The xenophobia that provoked #45’s election has not been unknown in the U.S. Our mestizaje is the stuff that white supremacist nightmares are made of. Anti-Latinx racism, which relies on the perception of Latinxs as foreign, racially mixed “illegals,” is a driving force behind the deportation regime and behind inhumane immigration policies.[ii]
Fear of the mongrel “Mexican race” has historically fed the hysteria about Latinx people tainting the WASP American racial fabric.[iii] The language fueling #45’s victory with a sector of the white working class and white women demonstrates that the racialization of Latinxs that began with Manifest Destiny in the 19th Century persists today.

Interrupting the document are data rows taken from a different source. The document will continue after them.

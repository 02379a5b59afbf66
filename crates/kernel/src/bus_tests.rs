// SPDX-License-Identifier: BUSL-1.1
// Copyright (c) 2026 Alfred Jean LLC

use super::*;
use crate::config::BusConfig;
use aether_core::{Pid, ProcState};
use std::sync::atomic::{AtomicUsize, Ordering};

fn bus() -> EventBus {
    EventBus::new(&BusConfig::default())
}

fn small_bus(capacity: usize) -> EventBus {
    EventBus::new(&BusConfig {
        queue_capacity: capacity,
        ..BusConfig::default()
    })
}

fn thought(pid: i64, step: u32) -> Event {
    Event::AgentThought {
        pid: Pid(pid),
        step,
        content: format!("step {step}"),
    }
}

fn exit_event(pid: i64) -> Event {
    Event::ProcessExit {
        pid: Pid(pid),
        code: 0,
        reason: "done".to_string(),
    }
}

#[test]
fn handlers_fire_in_registration_order() {
    let bus = bus();
    let order = Arc::new(Mutex::new(Vec::new()));

    let o1 = Arc::clone(&order);
    let _h1 = bus.subscribe("agent.thought", move |_| o1.lock().push(1));
    let o2 = Arc::clone(&order);
    let _h2 = bus.subscribe("agent.*", move |_| o2.lock().push(2));

    bus.emit(thought(1, 0));
    assert_eq!(*order.lock(), vec![1, 2]);
}

#[test]
fn wildcard_and_exact_patterns_filter() {
    let bus = bus();
    let hits = Arc::new(AtomicUsize::new(0));

    let h = Arc::clone(&hits);
    let _sub = bus.subscribe("process.*", move |_| {
        h.fetch_add(1, Ordering::SeqCst);
    });

    bus.emit(thought(1, 0));
    bus.emit(exit_event(1));
    assert_eq!(hits.load(Ordering::SeqCst), 1);
}

#[test]
fn dropping_the_handle_unsubscribes() {
    let bus = bus();
    let hits = Arc::new(AtomicUsize::new(0));

    let h = Arc::clone(&hits);
    let handle = bus.subscribe("*", move |_| {
        h.fetch_add(1, Ordering::SeqCst);
    });
    bus.emit(thought(1, 0));
    handle.cancel();
    bus.emit(thought(1, 1));

    assert_eq!(hits.load(Ordering::SeqCst), 1);
}

#[test]
fn panicking_handler_does_not_stop_later_handlers() {
    let bus = bus();
    let hits = Arc::new(AtomicUsize::new(0));

    let _bad = bus.subscribe("agent.thought", |_| panic!("boom"));
    let h = Arc::clone(&hits);
    let _good = bus.subscribe("agent.thought", move |_| {
        h.fetch_add(1, Ordering::SeqCst);
    });

    let errors = Arc::new(Mutex::new(Vec::new()));
    let e = Arc::clone(&errors);
    let _watch = bus.subscribe("bus.handlerError", move |event| {
        if let Event::BusHandlerError { topic, error } = event {
            e.lock().push((topic.clone(), error.clone()));
        }
    });

    bus.emit(thought(1, 0));

    assert_eq!(hits.load(Ordering::SeqCst), 1);
    let errors = errors.lock();
    assert_eq!(errors.len(), 1);
    assert_eq!(errors[0].0, "agent.thought");
    assert!(errors[0].1.contains("boom"));
}

#[tokio::test]
async fn queue_delivers_in_emission_order() {
    let bus = bus();
    let mut sub = bus.subscribe_queue("agent.*");

    bus.emit(thought(1, 0));
    bus.emit(thought(1, 1));
    bus.emit(thought(1, 2));

    for expected in 0..3u32 {
        match sub.recv().await {
            Some(Event::AgentThought { step, .. }) => assert_eq!(step, expected),
            other => panic!("unexpected: {other:?}"),
        }
    }
}

#[tokio::test]
async fn overflow_drops_oldest_and_delivers_lag_sentinel() {
    let bus = small_bus(2);
    let mut sub = bus.subscribe_queue("agent.*");

    bus.emit(thought(1, 0));
    bus.emit(thought(1, 1));
    bus.emit(thought(1, 2)); // overflows, drops step 0

    match sub.recv().await {
        Some(Event::SubscriberLagged { dropped }) => assert_eq!(dropped, 1),
        other => panic!("expected lag sentinel, got {other:?}"),
    }
    match sub.recv().await {
        Some(Event::AgentThought { step, .. }) => assert_eq!(step, 1),
        other => panic!("unexpected: {other:?}"),
    }
    match sub.recv().await {
        Some(Event::AgentThought { step, .. }) => assert_eq!(step, 2),
        other => panic!("unexpected: {other:?}"),
    }
}

#[tokio::test]
async fn critical_events_evict_noncritical_on_overflow() {
    let bus = small_bus(1);
    let mut sub = bus.subscribe_queue("*");

    bus.emit(thought(1, 0));
    // Overflow: the buffered thought is sacrificed, the exit stays.
    bus.emit(exit_event(1));

    match sub.recv().await {
        Some(Event::SubscriberLagged { dropped }) => assert_eq!(dropped, 1),
        other => panic!("expected lag sentinel, got {other:?}"),
    }
    assert!(matches!(sub.recv().await, Some(Event::ProcessExit { .. })));
}

#[tokio::test]
async fn all_critical_overflow_closes_the_subscriber() {
    let bus = small_bus(1);
    let mut sub = bus.subscribe_queue("*");

    bus.emit(exit_event(1));
    // Nothing buffered is droppable and the incoming event must not
    // be dropped either: the subscriber is disconnected.
    bus.emit(Event::ProcessStateChange {
        pid: Pid(2),
        from: ProcState::Running,
        to: ProcState::Zombie,
    });

    assert!(sub.is_closed());
    assert_eq!(sub.recv().await, None);
}

#[test]
fn queue_drop_detaches_from_bus() {
    let bus = bus();
    let sub = bus.subscribe_queue("*");
    drop(sub);
    // No queue left to overflow; this simply must not panic.
    bus.emit(thought(1, 0));
}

And it is more than ever apparent that none of us are safe. While la migra may have warrants for specific people, we are all being policed by both the deportation regime and by domestic white supremacist terrorism. This year’s deportation attempts shows us that our liberation is intertwined no matter our status. In 2017, DACA recipients and Latinxs who are U.S. citizens were arrested and held in ICE detention. Even Latinxs who supported #45 like Oceanside minister Jorge Ramirez are facing deportation.[iv] As long as we’re racialized as a group, neither the status symbols we may have attained nor the strides we’ve made for social justice will spare us from being criminalized by ICE or help us appear more human before this administration. #45’s abhorrent response to Puerto Ricans in the wake of Hurricane Maria demonstrates that our racialization outweighs our humanity to this administration –even when we are U.S. citizens.[v]
As a dark-skinned Mexicana, I know as I navigate the Twin Cities and our adjoining suburbs that my privileges of having “papers,” middle-class status, and a Ph.D. do not exempt me from the impact of xenophobia and white supremacy. While I’ve typically dressed professionally in university settings, I have been mistaken as service staff at two Midwestern universities. At two Minnesota institutions where I provided customer service, white customers did not believe my answers until my white colleagues repeated the same responses to their questions. White co-workers often exchanged names and shook hands with each other while literally looking beyond me. In the pool of Minnnesota Niceness, I often feel like I’m swimming against the current to prove my humanity.[vi]
As a transplant to the Midwest, I know that Minnesota Nice does not keep my family or me safe. I was unable to call upon it for salvation on election night when fireworks celebrating #45’s victory awakened my daughter, and the fear of violence terrified me. And at the performance of West Side Story at the St Paul Ordway, I heard the audience repeatedly laugh at the cast’s utterances of the word “spic” without inclusion of context for the slur or a Latinx critique of the play’s portrayal of Puerto Ricans in the program. Unfortunately, my Chicanx/Latinx students experienced the same unwelcoming treatment last fall when the College Republicans painted the words “Build the Wall” on a bridge that runs through the University of Minnesota.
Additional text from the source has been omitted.